### Supplied information
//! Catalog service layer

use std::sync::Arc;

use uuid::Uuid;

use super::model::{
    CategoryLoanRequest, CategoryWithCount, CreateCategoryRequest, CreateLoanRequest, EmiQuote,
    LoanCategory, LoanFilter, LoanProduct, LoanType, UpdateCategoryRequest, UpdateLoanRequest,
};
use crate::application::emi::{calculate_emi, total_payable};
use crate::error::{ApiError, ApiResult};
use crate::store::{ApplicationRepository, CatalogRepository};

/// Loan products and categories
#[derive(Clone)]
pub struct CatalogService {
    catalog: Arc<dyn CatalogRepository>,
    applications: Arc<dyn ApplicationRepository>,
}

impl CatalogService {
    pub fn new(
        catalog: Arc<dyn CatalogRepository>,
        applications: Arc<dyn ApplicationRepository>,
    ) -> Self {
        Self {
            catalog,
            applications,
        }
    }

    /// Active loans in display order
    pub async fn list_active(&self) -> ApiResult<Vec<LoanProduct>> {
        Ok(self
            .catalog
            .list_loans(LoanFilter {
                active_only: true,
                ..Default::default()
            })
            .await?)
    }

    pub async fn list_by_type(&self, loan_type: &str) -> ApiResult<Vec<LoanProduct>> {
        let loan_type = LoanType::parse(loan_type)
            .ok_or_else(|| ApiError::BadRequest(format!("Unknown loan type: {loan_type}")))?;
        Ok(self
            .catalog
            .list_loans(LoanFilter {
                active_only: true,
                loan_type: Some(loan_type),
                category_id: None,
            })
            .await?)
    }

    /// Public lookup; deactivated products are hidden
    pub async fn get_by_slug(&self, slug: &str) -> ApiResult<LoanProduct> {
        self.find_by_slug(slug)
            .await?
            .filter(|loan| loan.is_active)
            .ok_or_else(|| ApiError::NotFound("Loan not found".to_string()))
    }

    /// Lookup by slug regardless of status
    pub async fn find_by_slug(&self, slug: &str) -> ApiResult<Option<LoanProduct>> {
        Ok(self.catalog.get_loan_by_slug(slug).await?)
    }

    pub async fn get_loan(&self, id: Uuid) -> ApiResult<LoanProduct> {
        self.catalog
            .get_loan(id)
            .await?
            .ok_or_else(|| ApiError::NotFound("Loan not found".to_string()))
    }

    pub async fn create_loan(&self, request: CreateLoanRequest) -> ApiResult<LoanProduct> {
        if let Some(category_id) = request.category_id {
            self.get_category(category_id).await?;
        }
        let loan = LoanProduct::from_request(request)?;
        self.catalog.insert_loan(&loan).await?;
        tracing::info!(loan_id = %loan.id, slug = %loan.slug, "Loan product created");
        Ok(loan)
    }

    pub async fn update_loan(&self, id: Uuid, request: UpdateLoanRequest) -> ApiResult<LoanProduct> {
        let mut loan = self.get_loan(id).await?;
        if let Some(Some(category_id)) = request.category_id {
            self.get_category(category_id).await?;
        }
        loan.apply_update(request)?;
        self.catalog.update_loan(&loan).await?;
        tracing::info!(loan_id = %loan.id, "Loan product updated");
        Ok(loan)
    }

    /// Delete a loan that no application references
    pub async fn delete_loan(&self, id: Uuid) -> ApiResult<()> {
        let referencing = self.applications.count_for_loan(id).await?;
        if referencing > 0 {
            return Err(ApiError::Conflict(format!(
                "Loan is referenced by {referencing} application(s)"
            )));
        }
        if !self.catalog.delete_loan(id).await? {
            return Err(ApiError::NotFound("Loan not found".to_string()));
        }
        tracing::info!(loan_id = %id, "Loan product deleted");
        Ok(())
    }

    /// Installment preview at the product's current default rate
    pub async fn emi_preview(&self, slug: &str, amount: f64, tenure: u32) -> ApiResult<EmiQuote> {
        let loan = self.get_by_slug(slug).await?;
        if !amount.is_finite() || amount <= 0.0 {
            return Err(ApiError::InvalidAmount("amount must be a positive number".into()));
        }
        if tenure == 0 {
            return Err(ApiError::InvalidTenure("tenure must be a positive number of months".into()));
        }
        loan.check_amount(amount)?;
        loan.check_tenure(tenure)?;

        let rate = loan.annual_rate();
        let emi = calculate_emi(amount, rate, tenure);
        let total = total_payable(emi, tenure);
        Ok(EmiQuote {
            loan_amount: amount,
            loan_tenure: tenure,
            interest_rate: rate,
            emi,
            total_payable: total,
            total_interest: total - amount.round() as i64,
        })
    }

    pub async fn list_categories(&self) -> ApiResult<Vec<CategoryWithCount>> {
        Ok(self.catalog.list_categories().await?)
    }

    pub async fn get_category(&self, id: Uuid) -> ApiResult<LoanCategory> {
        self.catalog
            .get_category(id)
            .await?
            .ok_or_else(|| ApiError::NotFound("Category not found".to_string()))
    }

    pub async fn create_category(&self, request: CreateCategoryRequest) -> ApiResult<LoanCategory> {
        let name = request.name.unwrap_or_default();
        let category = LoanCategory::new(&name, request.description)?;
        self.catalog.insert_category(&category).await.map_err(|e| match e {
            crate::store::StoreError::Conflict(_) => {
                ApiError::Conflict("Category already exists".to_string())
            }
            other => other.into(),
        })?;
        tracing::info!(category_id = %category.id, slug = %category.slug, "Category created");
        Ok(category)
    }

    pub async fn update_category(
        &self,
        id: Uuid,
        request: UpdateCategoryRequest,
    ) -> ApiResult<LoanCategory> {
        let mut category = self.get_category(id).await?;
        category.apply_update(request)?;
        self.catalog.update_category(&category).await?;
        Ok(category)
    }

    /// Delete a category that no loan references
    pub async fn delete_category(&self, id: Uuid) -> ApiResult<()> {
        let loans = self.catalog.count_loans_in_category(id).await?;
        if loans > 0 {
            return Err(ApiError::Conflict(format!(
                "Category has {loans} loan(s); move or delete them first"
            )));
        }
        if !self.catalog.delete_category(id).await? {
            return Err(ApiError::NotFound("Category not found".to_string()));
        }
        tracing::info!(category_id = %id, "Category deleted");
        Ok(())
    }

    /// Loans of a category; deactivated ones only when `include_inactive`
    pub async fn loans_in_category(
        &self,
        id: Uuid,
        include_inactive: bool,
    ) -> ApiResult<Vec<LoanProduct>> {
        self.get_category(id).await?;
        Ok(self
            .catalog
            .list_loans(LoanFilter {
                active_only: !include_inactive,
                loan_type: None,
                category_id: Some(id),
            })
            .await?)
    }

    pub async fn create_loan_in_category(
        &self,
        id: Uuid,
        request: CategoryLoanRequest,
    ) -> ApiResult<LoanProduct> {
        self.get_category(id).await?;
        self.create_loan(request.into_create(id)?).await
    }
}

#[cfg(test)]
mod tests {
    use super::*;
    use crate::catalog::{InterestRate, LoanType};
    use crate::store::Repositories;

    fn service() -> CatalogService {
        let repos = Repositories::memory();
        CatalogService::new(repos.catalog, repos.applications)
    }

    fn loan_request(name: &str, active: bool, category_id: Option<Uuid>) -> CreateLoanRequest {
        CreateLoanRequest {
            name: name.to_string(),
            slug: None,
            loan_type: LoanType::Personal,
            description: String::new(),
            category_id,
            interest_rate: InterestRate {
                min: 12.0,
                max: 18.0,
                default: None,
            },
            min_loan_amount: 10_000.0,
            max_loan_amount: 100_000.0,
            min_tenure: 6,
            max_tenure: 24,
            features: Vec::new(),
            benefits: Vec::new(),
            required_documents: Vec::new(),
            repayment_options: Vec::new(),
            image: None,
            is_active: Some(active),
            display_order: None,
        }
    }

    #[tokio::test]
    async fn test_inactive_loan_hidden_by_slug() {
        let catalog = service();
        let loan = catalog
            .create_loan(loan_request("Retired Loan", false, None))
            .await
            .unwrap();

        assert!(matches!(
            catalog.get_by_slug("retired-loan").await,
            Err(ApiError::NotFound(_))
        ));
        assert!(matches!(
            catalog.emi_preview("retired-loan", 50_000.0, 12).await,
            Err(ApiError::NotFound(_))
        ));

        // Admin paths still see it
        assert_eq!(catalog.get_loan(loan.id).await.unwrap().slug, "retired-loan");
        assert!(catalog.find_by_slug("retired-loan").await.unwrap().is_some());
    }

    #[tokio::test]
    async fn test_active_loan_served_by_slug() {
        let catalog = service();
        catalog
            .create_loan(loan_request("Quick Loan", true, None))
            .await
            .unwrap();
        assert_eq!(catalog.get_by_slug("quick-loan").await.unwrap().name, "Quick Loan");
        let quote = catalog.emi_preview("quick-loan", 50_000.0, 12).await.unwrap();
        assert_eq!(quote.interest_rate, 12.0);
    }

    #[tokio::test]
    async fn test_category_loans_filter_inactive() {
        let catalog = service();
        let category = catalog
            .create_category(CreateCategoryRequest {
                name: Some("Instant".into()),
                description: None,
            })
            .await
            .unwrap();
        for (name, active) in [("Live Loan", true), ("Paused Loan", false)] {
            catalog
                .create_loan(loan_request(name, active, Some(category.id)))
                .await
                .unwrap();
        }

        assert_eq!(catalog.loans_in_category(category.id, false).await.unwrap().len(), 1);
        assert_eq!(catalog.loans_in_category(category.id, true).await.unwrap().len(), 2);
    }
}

---

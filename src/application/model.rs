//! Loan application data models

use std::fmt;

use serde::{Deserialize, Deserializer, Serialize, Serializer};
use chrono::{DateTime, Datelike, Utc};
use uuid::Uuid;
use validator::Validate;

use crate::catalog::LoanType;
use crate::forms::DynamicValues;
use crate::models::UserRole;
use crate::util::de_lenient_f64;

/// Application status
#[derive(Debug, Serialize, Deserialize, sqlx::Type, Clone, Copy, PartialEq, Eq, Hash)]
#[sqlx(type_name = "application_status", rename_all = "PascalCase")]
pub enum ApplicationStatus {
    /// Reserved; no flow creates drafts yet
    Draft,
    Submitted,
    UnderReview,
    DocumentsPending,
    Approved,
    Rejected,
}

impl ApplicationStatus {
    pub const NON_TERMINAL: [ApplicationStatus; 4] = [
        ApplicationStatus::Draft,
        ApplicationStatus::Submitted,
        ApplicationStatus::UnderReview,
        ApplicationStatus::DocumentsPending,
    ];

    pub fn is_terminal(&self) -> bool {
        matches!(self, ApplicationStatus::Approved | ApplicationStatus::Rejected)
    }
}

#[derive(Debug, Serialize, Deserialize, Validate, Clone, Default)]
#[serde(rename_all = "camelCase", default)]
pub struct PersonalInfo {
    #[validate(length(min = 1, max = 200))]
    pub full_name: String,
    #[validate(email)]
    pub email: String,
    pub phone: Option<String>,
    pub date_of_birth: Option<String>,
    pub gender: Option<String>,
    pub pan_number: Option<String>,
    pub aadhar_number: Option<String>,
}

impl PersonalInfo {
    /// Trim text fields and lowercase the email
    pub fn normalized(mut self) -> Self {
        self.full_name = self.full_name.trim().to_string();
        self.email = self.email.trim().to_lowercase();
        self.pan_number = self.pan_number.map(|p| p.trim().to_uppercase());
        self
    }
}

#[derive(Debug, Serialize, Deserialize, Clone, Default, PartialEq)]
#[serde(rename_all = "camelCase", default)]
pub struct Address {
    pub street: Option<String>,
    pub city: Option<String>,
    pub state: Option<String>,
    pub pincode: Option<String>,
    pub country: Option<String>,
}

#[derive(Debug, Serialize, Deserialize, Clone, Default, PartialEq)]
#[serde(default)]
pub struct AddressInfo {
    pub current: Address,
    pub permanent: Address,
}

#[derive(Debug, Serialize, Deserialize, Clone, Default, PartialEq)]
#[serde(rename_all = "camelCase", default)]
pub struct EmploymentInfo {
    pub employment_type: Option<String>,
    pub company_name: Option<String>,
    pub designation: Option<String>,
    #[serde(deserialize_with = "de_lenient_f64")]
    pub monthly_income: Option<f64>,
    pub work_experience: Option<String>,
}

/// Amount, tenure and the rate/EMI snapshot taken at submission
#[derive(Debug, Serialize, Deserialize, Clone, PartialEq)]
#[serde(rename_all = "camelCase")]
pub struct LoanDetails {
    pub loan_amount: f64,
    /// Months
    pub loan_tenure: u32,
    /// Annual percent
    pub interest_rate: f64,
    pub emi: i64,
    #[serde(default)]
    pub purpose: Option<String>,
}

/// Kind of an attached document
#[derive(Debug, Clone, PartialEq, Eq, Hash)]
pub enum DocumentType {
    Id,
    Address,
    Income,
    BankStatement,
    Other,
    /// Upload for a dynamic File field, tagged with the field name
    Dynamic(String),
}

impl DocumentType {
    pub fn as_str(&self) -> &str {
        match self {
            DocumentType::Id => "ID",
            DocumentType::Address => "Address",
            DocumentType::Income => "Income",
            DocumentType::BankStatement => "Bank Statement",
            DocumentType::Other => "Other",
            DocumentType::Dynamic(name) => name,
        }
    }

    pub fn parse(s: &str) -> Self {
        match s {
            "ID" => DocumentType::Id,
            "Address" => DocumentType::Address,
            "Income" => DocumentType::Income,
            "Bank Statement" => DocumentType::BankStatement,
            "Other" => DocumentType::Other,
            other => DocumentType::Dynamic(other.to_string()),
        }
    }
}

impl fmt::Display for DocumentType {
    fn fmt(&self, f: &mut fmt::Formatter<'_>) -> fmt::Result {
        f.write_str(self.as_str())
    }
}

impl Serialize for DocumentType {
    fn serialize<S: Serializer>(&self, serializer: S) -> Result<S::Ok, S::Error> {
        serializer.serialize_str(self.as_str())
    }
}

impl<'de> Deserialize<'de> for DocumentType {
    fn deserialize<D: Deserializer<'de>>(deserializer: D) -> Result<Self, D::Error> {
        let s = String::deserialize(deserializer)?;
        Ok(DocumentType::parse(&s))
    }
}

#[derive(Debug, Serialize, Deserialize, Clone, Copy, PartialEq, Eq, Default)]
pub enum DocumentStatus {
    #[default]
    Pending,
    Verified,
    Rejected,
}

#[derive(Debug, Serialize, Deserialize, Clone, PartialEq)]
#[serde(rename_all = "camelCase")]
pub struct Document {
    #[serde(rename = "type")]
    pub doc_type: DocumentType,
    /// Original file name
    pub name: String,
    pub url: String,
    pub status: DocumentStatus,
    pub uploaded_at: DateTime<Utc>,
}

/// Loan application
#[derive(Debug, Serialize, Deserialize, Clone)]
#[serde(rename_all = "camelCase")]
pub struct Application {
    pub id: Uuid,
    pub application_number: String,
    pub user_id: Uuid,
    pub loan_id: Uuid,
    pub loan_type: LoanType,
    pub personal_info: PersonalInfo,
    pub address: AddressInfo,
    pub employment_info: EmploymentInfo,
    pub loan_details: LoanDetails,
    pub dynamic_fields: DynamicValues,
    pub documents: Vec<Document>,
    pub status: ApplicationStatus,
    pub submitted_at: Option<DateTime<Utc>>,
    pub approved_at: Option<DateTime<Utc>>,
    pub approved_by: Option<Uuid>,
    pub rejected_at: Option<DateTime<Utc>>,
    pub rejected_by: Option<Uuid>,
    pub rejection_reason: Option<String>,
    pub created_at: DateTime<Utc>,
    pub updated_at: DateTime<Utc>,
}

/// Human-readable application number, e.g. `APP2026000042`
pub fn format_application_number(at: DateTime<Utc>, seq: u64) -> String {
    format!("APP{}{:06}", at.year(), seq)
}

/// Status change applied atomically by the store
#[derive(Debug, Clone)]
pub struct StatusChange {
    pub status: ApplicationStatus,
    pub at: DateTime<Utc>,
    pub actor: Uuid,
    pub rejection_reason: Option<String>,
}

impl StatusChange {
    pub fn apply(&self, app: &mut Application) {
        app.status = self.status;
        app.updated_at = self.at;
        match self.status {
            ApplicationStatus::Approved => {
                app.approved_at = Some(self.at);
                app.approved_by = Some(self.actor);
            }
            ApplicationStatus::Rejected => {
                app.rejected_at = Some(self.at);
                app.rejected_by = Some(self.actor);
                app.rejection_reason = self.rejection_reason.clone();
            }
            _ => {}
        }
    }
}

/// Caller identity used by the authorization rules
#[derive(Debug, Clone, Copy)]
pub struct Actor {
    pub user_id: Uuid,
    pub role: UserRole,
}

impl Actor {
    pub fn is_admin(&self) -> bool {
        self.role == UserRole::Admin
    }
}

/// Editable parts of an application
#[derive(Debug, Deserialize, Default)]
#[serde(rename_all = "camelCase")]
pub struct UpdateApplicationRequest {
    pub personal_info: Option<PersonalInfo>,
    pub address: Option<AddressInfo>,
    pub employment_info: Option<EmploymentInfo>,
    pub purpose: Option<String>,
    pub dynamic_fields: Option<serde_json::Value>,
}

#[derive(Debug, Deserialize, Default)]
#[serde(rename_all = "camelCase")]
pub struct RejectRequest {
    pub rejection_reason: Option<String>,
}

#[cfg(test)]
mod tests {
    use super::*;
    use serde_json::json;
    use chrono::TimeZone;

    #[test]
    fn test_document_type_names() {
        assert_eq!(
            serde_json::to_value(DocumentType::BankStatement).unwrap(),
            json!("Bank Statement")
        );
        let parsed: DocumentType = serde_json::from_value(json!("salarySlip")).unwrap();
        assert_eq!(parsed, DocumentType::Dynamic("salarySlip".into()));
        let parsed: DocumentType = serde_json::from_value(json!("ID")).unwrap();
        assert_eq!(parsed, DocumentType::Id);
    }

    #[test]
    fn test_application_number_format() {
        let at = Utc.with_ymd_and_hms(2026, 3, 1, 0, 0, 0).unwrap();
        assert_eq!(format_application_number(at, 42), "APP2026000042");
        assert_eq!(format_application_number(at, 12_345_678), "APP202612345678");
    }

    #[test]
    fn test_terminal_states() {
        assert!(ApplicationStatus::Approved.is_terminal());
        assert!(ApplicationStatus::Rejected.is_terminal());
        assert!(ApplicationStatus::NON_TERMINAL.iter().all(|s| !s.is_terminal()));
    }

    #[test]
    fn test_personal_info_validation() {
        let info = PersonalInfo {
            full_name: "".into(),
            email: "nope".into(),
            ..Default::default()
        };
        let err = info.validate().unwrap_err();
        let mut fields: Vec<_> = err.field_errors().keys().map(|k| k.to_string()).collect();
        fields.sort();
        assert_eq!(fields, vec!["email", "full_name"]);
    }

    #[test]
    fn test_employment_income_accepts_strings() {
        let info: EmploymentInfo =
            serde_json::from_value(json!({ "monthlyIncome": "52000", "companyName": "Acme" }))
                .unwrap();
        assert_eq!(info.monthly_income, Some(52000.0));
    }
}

* * *

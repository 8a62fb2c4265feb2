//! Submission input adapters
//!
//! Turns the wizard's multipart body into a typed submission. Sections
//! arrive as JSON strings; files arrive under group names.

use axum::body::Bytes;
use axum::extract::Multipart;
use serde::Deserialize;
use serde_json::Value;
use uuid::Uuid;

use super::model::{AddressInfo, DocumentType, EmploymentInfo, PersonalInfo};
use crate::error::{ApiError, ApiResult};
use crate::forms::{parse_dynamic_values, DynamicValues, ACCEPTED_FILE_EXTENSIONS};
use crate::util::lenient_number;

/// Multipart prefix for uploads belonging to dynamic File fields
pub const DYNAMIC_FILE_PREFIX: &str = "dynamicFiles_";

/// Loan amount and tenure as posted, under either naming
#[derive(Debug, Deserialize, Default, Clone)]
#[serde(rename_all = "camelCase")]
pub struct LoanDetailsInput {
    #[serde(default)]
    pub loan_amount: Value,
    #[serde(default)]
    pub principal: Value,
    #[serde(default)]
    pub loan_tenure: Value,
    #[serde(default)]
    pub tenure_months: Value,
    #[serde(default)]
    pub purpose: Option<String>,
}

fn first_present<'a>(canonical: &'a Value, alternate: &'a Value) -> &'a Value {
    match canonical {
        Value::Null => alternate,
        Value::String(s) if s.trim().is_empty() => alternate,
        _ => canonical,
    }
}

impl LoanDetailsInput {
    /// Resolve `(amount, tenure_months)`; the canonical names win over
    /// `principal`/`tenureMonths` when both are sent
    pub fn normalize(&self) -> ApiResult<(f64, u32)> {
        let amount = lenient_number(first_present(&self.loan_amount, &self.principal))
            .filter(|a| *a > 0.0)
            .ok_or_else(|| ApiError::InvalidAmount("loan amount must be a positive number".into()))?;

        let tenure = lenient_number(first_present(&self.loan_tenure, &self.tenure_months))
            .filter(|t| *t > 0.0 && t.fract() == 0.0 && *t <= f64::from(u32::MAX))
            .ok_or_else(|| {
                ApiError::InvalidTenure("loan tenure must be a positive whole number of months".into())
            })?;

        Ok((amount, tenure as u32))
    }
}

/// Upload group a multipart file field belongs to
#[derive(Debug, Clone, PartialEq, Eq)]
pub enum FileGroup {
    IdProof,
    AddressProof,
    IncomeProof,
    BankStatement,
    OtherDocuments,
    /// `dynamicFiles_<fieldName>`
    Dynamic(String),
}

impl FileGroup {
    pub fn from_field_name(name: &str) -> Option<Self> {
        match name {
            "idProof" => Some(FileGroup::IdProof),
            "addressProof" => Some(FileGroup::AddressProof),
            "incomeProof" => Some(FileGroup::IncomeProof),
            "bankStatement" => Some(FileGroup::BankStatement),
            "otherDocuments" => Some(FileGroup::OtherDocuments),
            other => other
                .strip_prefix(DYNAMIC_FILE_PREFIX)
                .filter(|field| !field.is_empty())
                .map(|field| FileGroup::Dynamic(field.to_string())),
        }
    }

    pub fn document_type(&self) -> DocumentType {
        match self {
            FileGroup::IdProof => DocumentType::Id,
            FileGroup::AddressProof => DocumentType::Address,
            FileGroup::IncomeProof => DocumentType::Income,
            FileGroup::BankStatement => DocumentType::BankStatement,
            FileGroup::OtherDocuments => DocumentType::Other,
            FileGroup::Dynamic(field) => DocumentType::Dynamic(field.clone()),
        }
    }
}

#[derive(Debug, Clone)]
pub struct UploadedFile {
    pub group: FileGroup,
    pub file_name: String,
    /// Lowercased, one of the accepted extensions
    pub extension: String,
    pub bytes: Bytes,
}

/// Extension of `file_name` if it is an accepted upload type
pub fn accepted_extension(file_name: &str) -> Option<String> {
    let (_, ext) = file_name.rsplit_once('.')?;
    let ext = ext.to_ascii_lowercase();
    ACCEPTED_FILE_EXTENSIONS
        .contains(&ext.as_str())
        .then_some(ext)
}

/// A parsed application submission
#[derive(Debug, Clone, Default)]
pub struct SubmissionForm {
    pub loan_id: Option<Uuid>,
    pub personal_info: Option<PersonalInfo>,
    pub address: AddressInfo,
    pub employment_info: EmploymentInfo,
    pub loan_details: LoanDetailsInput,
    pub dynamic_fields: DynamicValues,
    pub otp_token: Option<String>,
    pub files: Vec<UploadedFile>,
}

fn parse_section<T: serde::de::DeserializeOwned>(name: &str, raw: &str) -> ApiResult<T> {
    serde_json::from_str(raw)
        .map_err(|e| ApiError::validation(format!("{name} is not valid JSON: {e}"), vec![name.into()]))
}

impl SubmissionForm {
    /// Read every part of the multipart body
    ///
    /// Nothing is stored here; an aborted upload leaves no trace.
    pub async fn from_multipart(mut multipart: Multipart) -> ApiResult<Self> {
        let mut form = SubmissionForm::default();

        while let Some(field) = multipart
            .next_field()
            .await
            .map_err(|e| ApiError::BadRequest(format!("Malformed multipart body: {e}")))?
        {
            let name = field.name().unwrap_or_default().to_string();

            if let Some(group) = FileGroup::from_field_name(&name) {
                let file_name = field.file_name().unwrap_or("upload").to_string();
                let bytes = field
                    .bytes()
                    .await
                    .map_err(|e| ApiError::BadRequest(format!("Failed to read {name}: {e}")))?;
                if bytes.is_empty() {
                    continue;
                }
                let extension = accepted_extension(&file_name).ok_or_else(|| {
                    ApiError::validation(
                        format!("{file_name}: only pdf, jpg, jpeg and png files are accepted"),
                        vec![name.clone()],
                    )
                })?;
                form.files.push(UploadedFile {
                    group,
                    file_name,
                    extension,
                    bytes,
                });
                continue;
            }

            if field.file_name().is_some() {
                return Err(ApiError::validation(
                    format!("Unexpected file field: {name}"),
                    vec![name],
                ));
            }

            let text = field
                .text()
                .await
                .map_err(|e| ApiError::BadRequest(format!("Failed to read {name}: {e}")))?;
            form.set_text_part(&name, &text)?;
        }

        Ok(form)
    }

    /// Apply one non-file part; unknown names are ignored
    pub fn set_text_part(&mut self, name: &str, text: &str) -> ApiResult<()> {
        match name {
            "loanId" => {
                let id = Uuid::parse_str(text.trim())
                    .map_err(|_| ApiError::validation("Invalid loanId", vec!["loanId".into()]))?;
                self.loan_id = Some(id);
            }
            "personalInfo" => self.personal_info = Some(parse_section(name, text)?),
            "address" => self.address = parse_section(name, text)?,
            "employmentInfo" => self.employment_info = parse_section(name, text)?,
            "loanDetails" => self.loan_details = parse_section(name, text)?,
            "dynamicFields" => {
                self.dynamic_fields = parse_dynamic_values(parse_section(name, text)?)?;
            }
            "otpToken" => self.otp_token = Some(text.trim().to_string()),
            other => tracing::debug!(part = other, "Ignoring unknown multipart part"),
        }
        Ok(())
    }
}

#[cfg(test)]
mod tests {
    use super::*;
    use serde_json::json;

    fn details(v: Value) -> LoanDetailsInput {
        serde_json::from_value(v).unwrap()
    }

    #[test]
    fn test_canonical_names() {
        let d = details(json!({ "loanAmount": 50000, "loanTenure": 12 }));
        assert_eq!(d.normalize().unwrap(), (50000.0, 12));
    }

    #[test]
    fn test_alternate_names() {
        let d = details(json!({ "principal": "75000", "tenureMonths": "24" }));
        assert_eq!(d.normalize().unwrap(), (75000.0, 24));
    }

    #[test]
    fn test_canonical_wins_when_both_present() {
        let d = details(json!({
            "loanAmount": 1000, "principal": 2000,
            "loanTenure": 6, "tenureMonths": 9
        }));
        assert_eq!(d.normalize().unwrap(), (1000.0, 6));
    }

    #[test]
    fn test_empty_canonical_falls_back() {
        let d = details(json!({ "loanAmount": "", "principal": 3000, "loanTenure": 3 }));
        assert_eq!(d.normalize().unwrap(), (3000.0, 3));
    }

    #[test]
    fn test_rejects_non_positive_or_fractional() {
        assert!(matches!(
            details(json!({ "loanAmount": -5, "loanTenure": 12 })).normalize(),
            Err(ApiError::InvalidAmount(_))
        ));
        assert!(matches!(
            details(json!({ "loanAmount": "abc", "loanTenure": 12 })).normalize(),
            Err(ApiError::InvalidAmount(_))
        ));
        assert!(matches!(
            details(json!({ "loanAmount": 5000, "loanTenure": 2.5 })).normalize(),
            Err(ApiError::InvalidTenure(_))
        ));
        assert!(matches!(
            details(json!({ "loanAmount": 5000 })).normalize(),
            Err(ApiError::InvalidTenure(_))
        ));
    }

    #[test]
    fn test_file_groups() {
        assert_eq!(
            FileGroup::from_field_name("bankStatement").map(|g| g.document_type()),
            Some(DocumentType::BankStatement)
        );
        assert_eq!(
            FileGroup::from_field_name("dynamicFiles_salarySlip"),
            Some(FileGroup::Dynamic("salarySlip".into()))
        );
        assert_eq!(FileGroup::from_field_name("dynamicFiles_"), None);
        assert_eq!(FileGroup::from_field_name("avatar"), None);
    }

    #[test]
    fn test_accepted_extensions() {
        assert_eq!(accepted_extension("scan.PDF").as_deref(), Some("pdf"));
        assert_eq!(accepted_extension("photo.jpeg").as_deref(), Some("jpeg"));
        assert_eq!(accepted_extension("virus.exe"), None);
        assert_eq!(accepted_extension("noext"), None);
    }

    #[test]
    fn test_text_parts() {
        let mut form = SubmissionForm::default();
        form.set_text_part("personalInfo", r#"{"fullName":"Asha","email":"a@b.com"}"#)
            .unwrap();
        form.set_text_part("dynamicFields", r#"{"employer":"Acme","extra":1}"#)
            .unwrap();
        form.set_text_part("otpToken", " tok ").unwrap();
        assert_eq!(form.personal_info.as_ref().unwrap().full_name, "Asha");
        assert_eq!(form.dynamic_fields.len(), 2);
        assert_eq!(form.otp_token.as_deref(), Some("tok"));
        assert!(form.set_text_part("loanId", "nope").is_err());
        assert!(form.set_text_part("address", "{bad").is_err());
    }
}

### Task prompt
From the records above, pick out and copy each line holding the word "DocumentStatus".

### Exercise answer
pub enum DocumentStatus {
    pub status: DocumentStatus,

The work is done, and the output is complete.